Copy the records below exactly. Include all of them.

──────── DATA EXTRACTS

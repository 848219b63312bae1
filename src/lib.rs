//! fileferry: rule-driven folder watching and safe file relocation.
//!
//! The core pipeline, per scan pass: the [`config`] validator turns a raw
//! document into an immutable [`rules::RuleSet`]; the [`scan`] gate decides
//! whether a file may be considered at all; the [`rules`] matcher picks the
//! single rule allowed to act; the [`ledger`] records the attempt durably
//! before the [`fsops`] move primitive runs; [`events`] reports every
//! decision to whoever is listening. [`engine`] schedules the whole thing,
//! one periodic task per active rule.

pub mod config;
pub mod engine;
pub mod error;
pub mod events;
pub mod filter;
pub mod fsops;
pub mod ledger;
pub mod rules;
pub mod scan;

pub use config::{ConfigValidator, ValidationReport};
pub use engine::Engine;
pub use error::FerryError;
pub use filter::{DateField, DateFilter};
pub use ledger::{TransferLedger, TransferStatus};
pub use rules::{RuleSet, RuleSpec};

────────────────

▶ [THE COMPLETED TASK]:
repository 848219b63312bae1
filename src/lib.rs
//! fileferry: rule-driven folder watching and safe file relocation.
//!
//! The core pipeline, per scan pass: the [`config`] validator turns a raw
//! document into an immutable [`rules::RuleSet`]; the [`scan`] gate decides
//! whether a file may be considered at all; the [`rules`] matcher picks the
//! single rule allowed to act; the [`ledger`] records the attempt durably
//! before the [`fsops`] move primitive runs; [`events`] reports every
//! decision to whoever is listening. [`engine`] schedules the whole thing,
//! one periodic task per active rule.

pub mod config;
pub mod engine;
pub mod error;
pub mod events;
pub mod filter;
pub mod fsops;
pub mod ledger;
pub mod rules;
pub mod scan;

pub use config::{ConfigValidator, ValidationReport};
pub use engine::Engine;
pub use error::FerryError;
pub use filter::{DateField, DateFilter};
pub use ledger::{TransferLedger, TransferStatus};
pub use rules::{RuleSet, RuleSpec};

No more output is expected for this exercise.